Ama gel gelelim mesele öyle bir ilginç vaziyete dönüşmeye başladı ki insan kendi kendine sorgulama yapmadan da edemiyor. Şöyle ki; ülkemizde birçok bakanlık var. Bu bakanlıklara bağlı müdürlükler var. Biz burada herhangi bir bakanlığı özel olarak ele almayacağız. Soru şu ya da şunlar. Hangi bakanlığın müdürlük atama yönetmeliklerinde bu kadar çabuk bu kadar çok ve değişken yenilikler yapılabilmektedir? Diğer bakanlıklardaki müdürlükler için istenen şartlar arasında yüksek lisans veya yönetici sertifikası söz konusudur. Hangi bakanlığın müdürlükleri bir kadro tahsisi söz konusu edilmeden ikinci görev olarak verilen, meslek olarak kabul edilmeyen müdür,müdür yardımcılığı olarak devam etmektedir ve geçmişe dayalı kazanılmış hakların yok sayılacağı birtakım yeniliklerle sürdürülmektedir?
Milli Eğitim Bakanlığı açısından bir başka soru. Aynı iktidarın çıkarmış olduğu yöneticilikle ilgili kaçıncı yönetmeliktir bu? Farklı iktidarların peş peşe geldiği dönemlerde bile bu kadar çok yönetmelik değişikliği yapılamıyor, yapılmıyor iken üç beş yılda da değil bazen iki yılda bazen bir yılda bir önceki yönetmelik değişikliğe uğratılıyor?
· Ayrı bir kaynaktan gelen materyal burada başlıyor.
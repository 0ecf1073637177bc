//! Motion generation
//!
//! Fixed-point step accumulation, additive rate terms, the slew ramp and
//! the per-axis step generator that combines them.

pub mod axis;
pub mod compensation;
pub mod fixed;
pub mod planner;
pub mod rates;

pub use axis::{AxisMode, AxisMotionController};
pub use compensation::{compensation_rates, PointingModel, RateCompensationMode};
pub use fixed::Fixed;
pub use planner::{MotionState, RampPlanner};
pub use rates::{RateKind, RateTerm, RateTerms, TrackingRate};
Milli Eğitim Bakanlığında öyle dönemler oldu ki okullara müdür ve müdür yardımcısı bulunamayacak zamanları yaşadık hala yaşandığını da biliyoruz kimi okul çeşitlerinde. Şimdi her okul çeşidine göre branş çeşitlemesi de atamalar yapılması söz konusu ediliyor. Meslek dersleri ile ilgili meslek okullarına atamada sağlanan artı puan desteği son derece makul bir uygulama idi. Bundan neden vazgeçilerek böyle bir dar alana hapsedilmeye çalışıldığı anlaşılamamaktadır. Bu daraltmalar dolayısıyla öğretmenlerin branşları arasında oluşabilecek yargılayıcı bakışın nasıl izale edileceğini merak ediyoruz.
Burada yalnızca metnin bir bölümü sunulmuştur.